Il faut en parler à tout prix, lever le voile sur ce qui est caché. Car le harceleur va tout faire pour dissimuler ses agissements. Pour en parler, il faut écrire. Je recommande d'écrire un courrier avec le terme harcèlement dans votre lettre et de l’envoyer à votre employeur ou à l’inspection du travail. Parce que le fait que l'employeur reçoit un document avec le mot harcèlement, cela va permettre d’ouvrir une enquête sur le sujet.

Les collègues de travail peuvent aussi aider. Un autre conseil, c'est de ne jamais laisser quelqu'un tomber. Quand vous voyez quelque chose qui est problématique, faites-le savoir à votre RH et faites passer l'information pour que des actions soient mises en place au plus vite.

Avec la crise de la Covid-19, vous avez vu de plus en plus de détresse psychologique chez les salariés en télétravail. Qu’est-ce qu’on peut faire aujourd’hui pour enrayer cette dégradation ? 

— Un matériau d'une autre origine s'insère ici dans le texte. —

//! Router and handlers.

use std::sync::Arc;

use axum::extract::State;
use axum::http::StatusCode;
use axum::routing::{get, post};
use axum::{Json, Router};
use tower_http::cors::CorsLayer;
use tower_http::trace::TraceLayer;
use uuid::Uuid;

use crate::agent::Agent;
use crate::config::Config;

use super::types::{to_chat_messages, ChatReply, ChatRequest, HealthResponse};

#[derive(Clone)]
struct AppState {
    agent: Arc<Agent>,
}

/// Build the router and serve until the process is stopped.
pub async fn serve(config: &Config, agent: Agent) -> anyhow::Result<()> {
    let state = AppState {
        agent: Arc::new(agent),
    };

    // The widget is embedded on the owner's site; there is no auth surface,
    // so CORS stays permissive.
    let app = Router::new()
        .route("/api/health", get(health))
        .route("/api/chat", post(chat))
        .layer(TraceLayer::new_for_http())
        .layer(CorsLayer::permissive())
        .with_state(state);

    let addr = format!("{}:{}", config.host, config.port);
    let listener = tokio::net::TcpListener::bind(&addr).await?;
    tracing::info!("Listening on {}", addr);
    axum::serve(listener, app).await?;

    Ok(())
}

async fn health() -> Json<HealthResponse> {
    Json(HealthResponse {
        status: "ok".to_string(),
        version: env!("CARGO_PKG_VERSION").to_string(),
    })
}

async fn chat(
    State(state): State<AppState>,
    Json(request): Json<ChatRequest>,
) -> Result<Json<ChatReply>, (StatusCode, String)> {
    let conversation_id = request
        .conversation_id
        .unwrap_or_else(|| Uuid::new_v4().to_string());

    let history = to_chat_messages(&request.history);

    match state
        .agent
        .chat(&conversation_id, &request.message, &history)
        .await
    {
        Ok(reply) => Ok(Json(ChatReply {
            reply,
            conversation_id,
        })),
        Err(e) => {
            tracing::error!("Conversation turn failed: {:#}", e);
            Err((StatusCode::INTERNAL_SERVER_ERROR, format!("{:#}", e)))
        }
    }
}
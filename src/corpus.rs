//! Document corpus loading.
//!
//! Scans a flat directory of background documents and extracts plain text
//! from each supported file. The resulting corpus is read-only for the
//! process lifetime and is injected verbatim into every system prompt.
//!
//! Supported formats:
//! - `.pdf` - text extracted per page and concatenated in page order
//! - `.txt` / `.md` - read as UTF-8
//!
//! Anything else is skipped. The document key is the file name up to the
//! first `.`, so `resume.pdf` and `resume.v2.pdf` both map to `resume`
//! (last writer wins on collision).

use std::collections::BTreeMap;
use std::path::{Path, PathBuf};

use thiserror::Error;

#[derive(Debug, Error)]
pub enum CorpusError {
    #[error("Failed to read document directory {path}: {source}")]
    Dir {
        path: PathBuf,
        source: std::io::Error,
    },

    #[error("Failed to read {path}: {source}")]
    Read {
        path: PathBuf,
        source: std::io::Error,
    },

    #[error("Failed to extract text from {path}: {source}")]
    Pdf { path: PathBuf, source: lopdf::Error },
}

/// The loaded set of background documents, keyed by document name.
#[derive(Debug, Clone, Default)]
pub struct DocumentCorpus {
    documents: BTreeMap<String, String>,
}

impl DocumentCorpus {
    /// Load every supported document in `dir`.
    ///
    /// # Errors
    ///
    /// A missing directory or an unreadable/corrupt document is an error;
    /// the caller treats either as fatal at startup. There is no partial
    /// loading.
    pub fn load(dir: &Path) -> Result<Self, CorpusError> {
        let entries = std::fs::read_dir(dir).map_err(|e| CorpusError::Dir {
            path: dir.to_path_buf(),
            source: e,
        })?;

        let mut documents = BTreeMap::new();

        for entry in entries {
            let entry = entry.map_err(|e| CorpusError::Dir {
                path: dir.to_path_buf(),
                source: e,
            })?;
            let path = entry.path();
            if !path.is_file() {
                continue;
            }

            let file_name = entry.file_name();
            let file_name = file_name.to_string_lossy();
            let Some(key) = document_key(&file_name) else {
                continue;
            };

            let extension = path
                .extension()
                .map(|e| e.to_string_lossy().to_lowercase())
                .unwrap_or_default();

            let text = match extension.as_str() {
                "pdf" => extract_pdf_text(&path)?,
                "txt" | "md" => {
                    std::fs::read_to_string(&path).map_err(|e| CorpusError::Read {
                        path: path.clone(),
                        source: e,
                    })?
                }
                _ => {
                    tracing::debug!("Skipping unsupported document: {}", path.display());
                    continue;
                }
            };

            tracing::info!(
                "Loaded document '{}' ({} chars) from {}",
                key,
                text.len(),
                path.display()
            );
            documents.insert(key, text);
        }

        Ok(Self { documents })
    }

    /// Look up a document's text by key.
    pub fn get(&self, key: &str) -> Option<&str> {
        self.documents.get(key).map(String::as_str)
    }

    /// Iterate documents in sorted key order.
    pub fn iter(&self) -> impl Iterator<Item = (&str, &str)> {
        self.documents
            .iter()
            .map(|(k, v)| (k.as_str(), v.as_str()))
    }

    pub fn len(&self) -> usize {
        self.documents.len()
    }

    pub fn is_empty(&self) -> bool {
        self.documents.is_empty()
    }

    /// Build a corpus directly from key/text pairs (useful for testing).
    pub fn from_documents<I, K, V>(documents: I) -> Self
    where
        I: IntoIterator<Item = (K, V)>,
        K: Into<String>,
        V: Into<String>,
    {
        Self {
            documents: documents
                .into_iter()
                .map(|(k, v)| (k.into(), v.into()))
                .collect(),
        }
    }
}

/// Document key: the file name up to the first `.`. Dotfiles and empty
/// names produce no key.
fn document_key(file_name: &str) -> Option<String> {
    let key = file_name.split('.').next().unwrap_or_default();
    if key.is_empty() {
        None
    } else {
        Some(key.to_string())
    }
}

/// Extract text from a PDF, page by page, concatenated in page order.
fn extract_pdf_text(path: &Path) -> Result<String, CorpusError> {
    let doc = lopdf::Document::load(path).map_err(|e| CorpusError::Pdf {
        path: path.to_path_buf(),
        source: e,
    })?;

    let mut text = String::new();
    for page_number in doc.get_pages().keys() {
        let page_text = doc
            .extract_text(&[*page_number])
            .map_err(|e| CorpusError::Pdf {
                path: path.to_path_buf(),
                source: e,
            })?;
        text.push_str(&page_text);
    }
    Ok(text)
}
//! PII scrubbing for notification text.
//!
//! Summaries leave the process via the notification transport, so email
//! addresses, phone-number-shaped digit runs, and the visitor's name are
//! redacted before sending, regardless of what the model produced.

use std::sync::LazyLock;

use regex::Regex;

static EMAIL_RE: LazyLock<Regex> = LazyLock::new(|| {
    Regex::new(r"[A-Za-z0-9._%+-]+@[A-Za-z0-9.-]+\.[A-Za-z]{2,}").expect("valid email pattern")
});

// Digit runs of seven or more characters allowing separators, with an
// optional leading +.
static PHONE_RE: LazyLock<Regex> = LazyLock::new(|| {
    Regex::new(r"\+?\d[\d\s().\-]{5,}\d").expect("valid phone pattern")
});

const REDACTED: &str = "[redacted]";

/// Redact email addresses and phone numbers from `text`.
pub fn scrub_pii(text: &str) -> String {
    let text = EMAIL_RE.replace_all(text, REDACTED);
    PHONE_RE.replace_all(&text, REDACTED).into_owned()
}

/// Redact occurrences of a specific name, case-insensitively.
pub fn scrub_name(text: &str, name: &str) -> String {
    let pattern = format!(r"(?i){}", regex::escape(name.trim()));
    match Regex::new(&pattern) {
        Ok(re) => re.replace_all(text, REDACTED).into_owned(),
        Err(_) => text.to_string(),
    }
}

#[cfg(test)]
mod tests {
    use super::*;

    #[test]
    fn emails_are_redacted() {
        let out = scrub_pii("Reach me at jane.doe+work@example.co.uk please");
        assert_eq!(out, "Reach me at [redacted] please");
    }

    #[test]
    fn phone_numbers_are_redacted() {
        let out = scrub_pii("Call +48 123-456-789 tomorrow");
        assert!(!out.contains("123"));
        assert!(out.contains(REDACTED));
    }

    #[test]
    fn short_digit_runs_survive() {
        let out = scrub_pii("I have 10 years of experience since 2014");
        assert_eq!(out, "I have 10 years of experience since 2014");
    }

    #[test]
    fn names_are_redacted_case_insensitively() {
        let out = scrub_name("JANE DOE asked about Jane Doe's rates", "Jane Doe");
        assert!(!out.to_lowercase().contains("jane"));
    }

    #[test]
    fn clean_text_is_unchanged() {
        let text = "Visitor asked about career history and Rust experience.";
        assert_eq!(scrub_pii(text), text);
    }
}
//! About-Me Agent - HTTP Server Entry Point
//!
//! Loads the document corpus, then starts the HTTP server that exposes the
//! chat API.

use aboutme_agent::{agent::Agent, api, config::Config, corpus::DocumentCorpus};
use tracing::info;
use tracing_subscriber::{layer::SubscriberExt, util::SubscriberInitExt};

#[tokio::main]
async fn main() -> anyhow::Result<()> {
    // Initialize logging
    tracing_subscriber::registry()
        .with(
            tracing_subscriber::EnvFilter::try_from_default_env()
                .unwrap_or_else(|_| "aboutme_agent=debug,tower_http=debug".into()),
        )
        .with(tracing_subscriber::fmt::layer())
        .init();

    // Load configuration; missing required variables abort startup.
    let config = Config::from_env()?;
    info!(
        "Loaded configuration: model={}, persona={}",
        config.chat_model, config.persona_name
    );

    // Load the document corpus; a missing directory or corrupt document
    // aborts startup.
    let corpus = DocumentCorpus::load(&config.docs_dir)?;
    info!(
        "Loaded {} document(s) from {}",
        corpus.len(),
        config.docs_dir.display()
    );

    let agent = Agent::new(config.clone(), corpus);

    api::serve(&config, agent).await?;

    Ok(())
}
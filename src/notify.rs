//! Milestone notifications.
//!
//! When the conversation hits a milestone (a visitor leaves an email, a
//! conversation wraps up, a question could not be answered), the owner gets
//! a push notification. Delivery is fire-and-forget and at-most-once: a
//! transport failure is logged and swallowed so it can never fail the
//! conversation turn that triggered it.

use async_trait::async_trait;

use crate::config::PushoverConfig;

/// Pushover message endpoint.
const PUSHOVER_API_URL: &str = "https://api.pushover.net/1/messages.json";

/// Outbound notification channel.
#[async_trait]
pub trait Notifier: Send + Sync {
    /// Send a notification with a title and a message body.
    async fn send(&self, title: &str, message: &str);
}

/// Notifier backed by the Pushover message API.
pub struct PushoverNotifier {
    http: reqwest::Client,
    config: PushoverConfig,
    endpoint: String,
}

impl PushoverNotifier {
    pub fn new(config: PushoverConfig) -> Self {
        Self::with_endpoint(config, PUSHOVER_API_URL)
    }

    /// Use a non-default endpoint (for testing against a local server).
    pub fn with_endpoint(config: PushoverConfig, endpoint: impl Into<String>) -> Self {
        Self {
            http: reqwest::Client::new(),
            config,
            endpoint: endpoint.into(),
        }
    }
}

#[async_trait]
impl Notifier for PushoverNotifier {
    async fn send(&self, title: &str, message: &str) {
        tracing::info!("Push: {}", title);

        let params = [
            ("user", self.config.user_key.as_str()),
            ("token", self.config.app_token.as_str()),
            ("title", title),
            ("message", message),
        ];

        match self.http.post(&self.endpoint).form(&params).send().await {
            Ok(response) if !response.status().is_success() => {
                tracing::warn!("Pushover rejected notification: {}", response.status());
            }
            Ok(_) => {}
            Err(e) => {
                tracing::warn!("Failed to send notification: {}", e);
            }
        }
    }
}

/// Notifier that records every notification in memory (for testing).
#[derive(Debug, Default)]
pub struct RecordingNotifier {
    sent: std::sync::Mutex<Vec<(String, String)>>,
}

impl RecordingNotifier {
    pub fn new() -> Self {
        Self::default()
    }

    /// All notifications sent so far, as `(title, message)` pairs.
    pub fn sent(&self) -> Vec<(String, String)> {
        self.sent.lock().expect("notifier lock").clone()
    }
}

#[async_trait]
impl Notifier for RecordingNotifier {
    async fn send(&self, title: &str, message: &str) {
        self.sent
            .lock()
            .expect("notifier lock")
            .push((title.to_string(), message.to_string()));
    }
}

Déjà, il faut prendre conscience que c’est une situation difficile. On ne peut pas demander toujours plus à des gens qui sont fatigués, ce n’est pas possible. Deuxièmement, il est fondamental de donner au collectif la possibilité d'exister, c'est-à-dire que les gens qui retournent en présentiel pour enchaîner des réunions de 8h à 20h, ce n’est pas non plus possible. Il faut laisser du temps pour que les uns et les autres se retrouvent. Ce sont ces moments entre les personnes pour discuter, pour régler des difficultés, mais aussi pour se re-découvrir, qui sont nécessaires au rétablissement du lien social. Il s'agit d'avoir du temps, de l'espace, des projets en commun, pour réapprendre à coopérer. Le lien social est le premier rempart contre la détresse psychologique. Donc, pour les entreprises qui veulent faire en sorte que ça fonctionne mieux, je ne peux que conseiller de favoriser tout ce qui permettra de restaurer la qualité des rapports sociaux.